Rutin attenuates d-galactose-induced oxidative stress in rats' brain and liver: molecular docking and experimental approaches

Oxidative stress results from the imbalance between reactive oxygen species (ROS) production and antioxidant defence and is primarily involved in aging. The current study investigated the antioxidant activity of rutin in aging in rats induced by d-galactose (d-gal) for 42 days. Rutin was orally used at doses of 50 and 100 mg kg(-1) daily. Results showed that d-gal induced oxidative alterations in the brain and liver recognized via upregulation of aging and oxidative markers. In contrast, rutin ameliorated the oxidative stress induced by d-gal by enhancing antioxidant markers such as superoxide dismutase-1, glutathione peroxidase-1, and glutathione S-transferase-alpha.
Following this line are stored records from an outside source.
//! Bitspeak: reversible binary-to-text encoding into pronounceable words.
//!
//! Two formats are provided. BS-6 spends six bits per consonant/vowel
//! syllable; BS-8 packs a full byte into each consonant group and vowel
//! group pair. Output is wrapped into words and lines, and decoding skips
//! whitespace and delimiters.
//!
//! The crate provides:
//! - Resumable block encoders and decoders (`codec`)
//! - Validated configuration and skip-character sets (`config`, `charset`)
//! - Reader adapters over the block codec (`stream`)
//! - The `Bitspeak` facade for whole buffers and streams (`engine`)
//! - File-oriented helpers (`io`)
//! - An optional CLI (`cli` feature)
//!
//! # Quick Start
//!
//! ```
//! use bitspeak::Bitspeak;
//!
//! let codec = Bitspeak::bs6();
//! let text = codec.encode(&[1, 2, 3]);
//! assert_eq!(text, "pakatape");
//! assert_eq!(codec.decode(&text).unwrap(), [1, 2, 3]);
//! ```

pub mod charset;
pub mod codec;
pub mod config;
pub mod engine;
pub mod io;
pub mod stream;

#[cfg(feature = "cli")]
pub mod cli;

pub use codec::{DecodeError, Format};
pub use config::{Config, ConfigError};
pub use engine::Bitspeak;
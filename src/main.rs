fn main() {
    #[cfg(feature = "cli")]
    bitspeak::cli::run();

    #[cfg(not(feature = "cli"))]
    {
        eprintln!("bitspeak: CLI not enabled. Rebuild with `--features cli`.");
        std::process::exit(1);
    }
}
// File-level I/O helpers for bitspeak encoding/decoding.
//
// Provides `encode_file()` and `decode_file()` convenience functions that
// run the stream adapters over buffered files. Optionally computes
// streaming SHA-256 checksums of the raw bytes (feature-gated behind
// `file-io`), so an encode/decode pair can be verified end to end.

use std::fs::File;
use std::io::{self, BufReader, BufWriter, Read, Write};
use std::path::Path;

#[cfg(feature = "file-io")]
use sha2::Digest;

use crate::codec::DecodeError;
use crate::engine::Bitspeak;

// ---------------------------------------------------------------------------
// Stats
// ---------------------------------------------------------------------------

/// Statistics returned by `encode_file()`.
#[derive(Debug, Clone)]
pub struct EncodeStats {
    /// Raw input size in bytes.
    pub input_size: u64,
    /// Symbol characters written, delimiters included.
    pub chars: u64,
    /// Encoded output size in bytes (UTF-8).
    pub output_size: u64,
    /// SHA-256 of the raw input (if `file-io` feature is enabled).
    pub input_sha256: Option<[u8; 32]>,
}

/// Statistics returned by `decode_file()`.
#[derive(Debug, Clone)]
pub struct DecodeStats {
    /// Encoded input size in bytes.
    pub input_size: u64,
    /// Decoded output size in bytes.
    pub output_size: u64,
    /// SHA-256 of the decoded output (if `file-io` feature is enabled).
    pub output_sha256: Option<[u8; 32]>,
}

// ---------------------------------------------------------------------------
// Errors
// ---------------------------------------------------------------------------

/// Error type for file I/O operations.
#[derive(Debug, thiserror::Error)]
pub enum IoError {
    /// I/O error (file open, read, write, invalid UTF-8).
    #[error("I/O error: {0}")]
    Io(io::Error),
    /// Malformed symbol stream.
    #[error("decode error: {0}")]
    Decode(#[from] DecodeError),
}

impl From<io::Error> for IoError {
    /// Unwraps decode failures that the stream adapters carried inside an
    /// `io::Error`.
    fn from(err: io::Error) -> Self {
        if !err.get_ref().is_some_and(|inner| inner.is::<DecodeError>()) {
            return Self::Io(err);
        }
        match err.into_inner().map(|inner| inner.downcast::<DecodeError>()) {
            Some(Ok(decode)) => Self::Decode(*decode),
            Some(Err(other)) => Self::Io(io::Error::new(io::ErrorKind::InvalidData, other)),
            None => Self::Io(io::ErrorKind::InvalidData.into()),
        }
    }
}

// ---------------------------------------------------------------------------
// Default buffer size
// ---------------------------------------------------------------------------

const BUF_SIZE: usize = 64 * 1024; // 64 KiB

// ---------------------------------------------------------------------------
// encode_file
// ---------------------------------------------------------------------------

/// Encode the bytes of `input_path` as bitspeak text written to `output_path`.
///
/// When the `file-io` feature is enabled, a SHA-256 checksum of the input
/// is computed as it streams through the encoder.
pub fn encode_file(
    codec: &Bitspeak,
    input_path: &Path,
    output_path: &Path,
) -> Result<EncodeStats, IoError> {
    let input_file = File::open(input_path)?;
    let input_size = input_file.metadata()?.len();
    let reader = BufReader::with_capacity(BUF_SIZE, input_file);

    let output_file = File::create(output_path)?;
    let mut writer = BufWriter::with_capacity(BUF_SIZE, output_file);

    #[cfg(feature = "file-io")]
    let mut hasher = sha2::Sha256::new();

    #[cfg(feature = "file-io")]
    let chars = codec.encode_stream(
        HashingReader {
            inner: reader,
            hasher: &mut hasher,
        },
        &mut writer,
    )?;
    #[cfg(not(feature = "file-io"))]
    let chars = codec.encode_stream(reader, &mut writer)?;

    let output_size = writer
        .into_inner()
        .map_err(|e| e.into_error())?
        .metadata()?
        .len();

    #[cfg(feature = "file-io")]
    let input_sha256 = Some(hasher.finalize().into());
    #[cfg(not(feature = "file-io"))]
    let input_sha256: Option<[u8; 32]> = None;

    Ok(EncodeStats {
        input_size,
        chars,
        output_size,
        input_sha256,
    })
}

// ---------------------------------------------------------------------------
// decode_file
// ---------------------------------------------------------------------------

/// Decode the bitspeak text in `input_path`, writing raw bytes to
/// `output_path`.
///
/// When the `file-io` feature is enabled, a SHA-256 checksum of the output
/// is computed incrementally.
pub fn decode_file(
    codec: &Bitspeak,
    input_path: &Path,
    output_path: &Path,
) -> Result<DecodeStats, IoError> {
    let input_file = File::open(input_path)?;
    let input_size = input_file.metadata()?.len();
    let reader = BufReader::with_capacity(BUF_SIZE, input_file);

    let output_file = File::create(output_path)?;
    let mut output_writer = BufWriter::with_capacity(BUF_SIZE, output_file);

    #[cfg(feature = "file-io")]
    let mut output_hasher = sha2::Sha256::new();

    #[cfg(feature = "file-io")]
    let output_size = {
        let mut hashing_writer = HashingWriter {
            inner: &mut output_writer,
            hasher: &mut output_hasher,
        };
        codec.decode_stream(reader, &mut hashing_writer)?
    };

    #[cfg(not(feature = "file-io"))]
    let output_size = codec.decode_stream(reader, &mut output_writer)?;

    output_writer.flush()?;

    #[cfg(feature = "file-io")]
    let output_sha256 = Some(output_hasher.finalize().into());
    #[cfg(not(feature = "file-io"))]
    let output_sha256: Option<[u8; 32]> = None;

    Ok(DecodeStats {
        input_size,
        output_size,
        output_sha256,
    })
}

// ---------------------------------------------------------------------------
// Hashing adapters (used with file-io feature)
// ---------------------------------------------------------------------------

#[cfg(feature = "file-io")]
struct HashingReader<'a, R: Read> {
    inner: R,
    hasher: &'a mut sha2::Sha256,
}

#[cfg(feature = "file-io")]
impl<R: Read> Read for HashingReader<'_, R> {
    fn read(&mut self, buf: &mut [u8]) -> io::Result<usize> {
        let n = self.inner.read(buf)?;
        self.hasher.update(&buf[..n]);
        Ok(n)
    }
}

#[cfg(feature = "file-io")]
struct HashingWriter<'a, W: Write> {
    inner: &'a mut W,
    hasher: &'a mut sha2::Sha256,
}

#[cfg(feature = "file-io")]
impl<W: Write> Write for HashingWriter<'_, W> {
    fn write(&mut self, buf: &[u8]) -> io::Result<usize> {
        let n = self.inner.write(buf)?;
        self.hasher.update(&buf[..n]);
        Ok(n)
    }

    fn flush(&mut self) -> io::Result<()> {
        self.inner.flush()
    }
}

// ---------------------------------------------------------------------------
// Tests
// ---------------------------------------------------------------------------
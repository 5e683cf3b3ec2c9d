// Bit accumulator shared by the BS-6 encoder and both decoders.
//
// Bits enter at the low end and leave from the high end, so the oldest
// bit is always the most significant occupied bit. The accumulator never
// holds more than 31 bits; callers drain it between pushes.

/// Fixed-capacity MSB-first bit buffer.
#[derive(Debug, Clone, Copy, Default, PartialEq, Eq)]
pub struct BitAccumulator {
    value: u32,
    len: u32,
}

#[inline]
const fn low_mask(width: u32) -> u32 {
    if width >= 32 {
        u32::MAX
    } else {
        (1u32 << width) - 1
    }
}

impl BitAccumulator {
    pub const fn new() -> Self {
        Self { value: 0, len: 0 }
    }

    /// Append the low `width` bits of `bits`.
    #[inline]
    pub fn push(&mut self, bits: u32, width: u32) {
        debug_assert!(width <= 30, "push of {width} bits");
        debug_assert!(self.len + width < 32, "accumulator overflow");
        if width == 0 {
            return;
        }
        self.value = (self.value << width) | (bits & low_mask(width));
        self.len += width;
    }

    /// Remove and return the oldest `width` bits.
    #[inline]
    pub fn take(&mut self, width: u32) -> u32 {
        debug_assert!(width <= self.len);
        self.len -= width;
        let out = self.value >> self.len;
        self.value &= low_mask(self.len);
        out
    }

    /// Append `width` zero bits.
    #[inline]
    pub fn pad(&mut self, width: u32) {
        self.push(0, width);
    }

    /// Drain whole bytes into `dst` while at least 8 bits remain and there
    /// is room. Returns the number of bytes written.
    pub fn flush(&mut self, dst: &mut [u8]) -> usize {
        let mut written = 0;
        while self.len >= 8 && written < dst.len() {
            dst[written] = self.take(8) as u8;
            written += 1;
        }
        written
    }

    /// Number of occupied bits.
    #[inline]
    pub fn len(&self) -> u32 {
        self.len
    }

    #[inline]
    pub fn is_empty(&self) -> bool {
        self.len == 0
    }

    /// Occupied bits as an integer (zero when empty).
    #[inline]
    pub fn value(&self) -> u32 {
        self.value
    }

    pub fn clear(&mut self) {
        self.value = 0;
        self.len = 0;
    }
}
// Bitspeak codec facade: a format plus a shared configuration.
//
// Provides one-shot conversions built on the block codec:
//   - encode/decode of whole arrays and strings; encoding drains a fixed
//     character chunk into a string reserved from the estimate, decoding
//     grows its buffer when an estimate falls short
//   - stream conversion between any `Read` and `Write`
//   - factories for block encoders/decoders and the stream adapters

use std::fmt;
use std::io::{self, Read, Write};
use std::sync::Arc;

use crate::codec::wrap::max_wrapped_size;
use crate::codec::{DecodeError, Decoder, Encoder, Finish, Format};
use crate::config::Config;
use crate::stream::{CharRead, DecodeReader, EncodeReader, Utf8Chars};

const STREAM_CHUNK: usize = 4096;

// ---------------------------------------------------------------------------
// Bitspeak
// ---------------------------------------------------------------------------

/// A bitspeak format bound to a configuration.
///
/// Cheap to clone; the configuration is shared.
#[derive(Debug, Clone, PartialEq)]
pub struct Bitspeak {
    format: Format,
    config: Arc<Config>,
}

impl Bitspeak {
    pub fn new(format: Format, config: Config) -> Self {
        Self {
            format,
            config: Arc::new(config),
        }
    }

    /// BS-6 with the default configuration.
    pub fn bs6() -> Self {
        Self::new(Format::Bs6, Config::default())
    }

    /// BS-8 with the default configuration.
    pub fn bs8() -> Self {
        Self::new(Format::Bs8, Config::default())
    }

    /// Every supported format with the default configuration.
    pub fn formats() -> [Self; 2] {
        [Self::bs6(), Self::bs8()]
    }

    /// Same format, different configuration.
    pub fn with_config(&self, config: Config) -> Self {
        Self::new(self.format, config)
    }

    pub fn format(&self) -> Format {
        self.format
    }

    pub fn config(&self) -> &Config {
        &self.config
    }

    /// Display name of the format, e.g. `BS-6`.
    pub fn name(&self) -> &'static str {
        self.format.name()
    }

    // -- block codec ------------------------------------------------------

    pub fn new_encoder(&self) -> Encoder {
        Encoder::new(self.format, Arc::clone(&self.config))
    }

    pub fn new_decoder(&self) -> Decoder {
        Decoder::new(self.format, Arc::clone(&self.config))
    }

    /// Upper bound on the characters produced for `bytes` input bytes,
    /// word and line delimiters included.
    pub fn estimate_encode_size(&self, bytes: usize) -> usize {
        max_wrapped_size(&self.config, self.format.max_encode_size(bytes))
    }

    /// Upper bound on the bytes produced by decoding `chars` characters.
    pub fn estimate_decode_size(&self, chars: usize) -> usize {
        self.format.max_decode_size(chars)
    }

    // -- whole buffers ----------------------------------------------------

    /// Encode `data` into a string.
    pub fn encode(&self, data: &[u8]) -> String {
        self.encode_with_capacity(data, self.estimate_encode_size(data.len()))
    }

    /// Encode through a fixed character chunk into a string reserved for
    /// `capacity` characters.
    pub(crate) fn encode_with_capacity(&self, data: &[u8], capacity: usize) -> String {
        let mut encoder = self.new_encoder();
        let mut out = String::with_capacity(capacity);
        let mut chunk = ['\0'; STREAM_CHUNK];
        let mut pos = 0;

        while pos < data.len() {
            let before = encoder.read_count();
            let n = encoder.encode_block(&data[pos..], &mut chunk);
            pos += (encoder.read_count() - before) as usize;
            out.extend(&chunk[..n]);
        }
        loop {
            match encoder.finish_block(&mut chunk) {
                Finish::Wrote(n) => out.extend(&chunk[..n]),
                Finish::NeedsCapacity => {}
                Finish::Done => break,
            }
        }
        out
    }

    /// Decode a string.
    pub fn decode(&self, text: &str) -> Result<Vec<u8>, DecodeError> {
        let chars: Vec<char> = text.chars().collect();
        self.decode_chars(&chars)
    }

    /// Decode a character slice.
    pub fn decode_chars(&self, chars: &[char]) -> Result<Vec<u8>, DecodeError> {
        self.decode_with_capacity(chars, self.estimate_decode_size(chars.len()))
    }

    pub(crate) fn decode_with_capacity(
        &self,
        chars: &[char],
        capacity: usize,
    ) -> Result<Vec<u8>, DecodeError> {
        let mut decoder = self.new_decoder();
        let mut out = vec![0u8; capacity];
        let mut len = 0;
        let mut pos = 0;

        loop {
            if len == out.len() {
                grow(&mut out);
            }
            if pos < chars.len() {
                let before = decoder.read_count();
                len += decoder.decode_block(&chars[pos..], &mut out[len..])?;
                pos += (decoder.read_count() - before) as usize;
                continue;
            }
            match decoder.finish_block(&mut out[len..])? {
                Finish::Wrote(n) => len += n,
                Finish::NeedsCapacity => {}
                Finish::Done => break,
            }
        }
        out.truncate(len);
        Ok(out)
    }

    // -- streams ----------------------------------------------------------

    /// Adapter producing symbols from the bytes of `input`.
    pub fn encode_reader<R: Read>(&self, input: R) -> EncodeReader<R> {
        EncodeReader::new(input, self.new_encoder())
    }

    /// Adapter producing bytes from the symbols of `input`.
    pub fn decode_reader<C: CharRead>(&self, input: C) -> DecodeReader<C> {
        DecodeReader::new(input, self.new_decoder())
    }

    /// Encode all of `input` and write the symbols to `output` as UTF-8.
    ///
    /// Returns the number of characters written.
    pub fn encode_stream<R: Read, W: Write>(&self, input: R, output: &mut W) -> io::Result<u64> {
        let mut reader = self.encode_reader(input);
        let mut chars = vec!['\0'; STREAM_CHUNK];
        let mut text = String::with_capacity(STREAM_CHUNK);
        let mut total = 0u64;
        loop {
            let n = reader.read_chars(&mut chars)?;
            if n == 0 {
                break;
            }
            text.clear();
            text.extend(&chars[..n]);
            output.write_all(text.as_bytes())?;
            total += n as u64;
        }
        Ok(total)
    }

    /// Decode UTF-8 symbols from `input` and write the bytes to `output`.
    ///
    /// Returns the number of bytes written. Decode failures are reported
    /// as `ErrorKind::InvalidData` carrying the `DecodeError`.
    pub fn decode_stream<R: Read, W: Write>(&self, input: R, output: &mut W) -> io::Result<u64> {
        let mut reader = self.decode_reader(Utf8Chars::new(input));
        io::copy(&mut reader, output)
    }
}

impl fmt::Display for Bitspeak {
    fn fmt(&self, f: &mut fmt::Formatter<'_>) -> fmt::Result {
        f.write_str(self.name())
    }
}

impl Default for Bitspeak {
    fn default() -> Self {
        Self::bs6()
    }
}

fn grow(buf: &mut Vec<u8>) {
    let new_len = buf.len().saturating_mul(2).max(16);
    buf.resize(new_len, 0);
}

// ---------------------------------------------------------------------------
// Tests
// ---------------------------------------------------------------------------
Also, rutin significantly decreased the accumulation of beta-galactosidase and reduced the expression of p53, p21, Bcl-2-associated X protein (Bax), caspase-3 (CASP3), and mammalian target of rapamycin (mTOR) in brain and hepatic tissues. Rutin potentially attenuated these aging-related oxidative alterations in a dose-dependent manner. Moreover, rutin markedly reduced the increased immunohistochemical expression of beta-galactosidase, 8-hydroxy-2 '-deoxyguanosine, calcium-binding adapter molecule 1, glial fibrillary acidic protein, Bax, and interleukin-6 and significantly increased Bcl2, synaptophysin, and Ki67. Furthermore, a molecular docking study revealed that rutin exhibited high affinity to rat and human caspases, PI3K/AKT/mTOR, and the IL-6 receptor. Finally, we can conclude that rutin supplementation can be a promising natural protective compound that could delay aging and maintain health.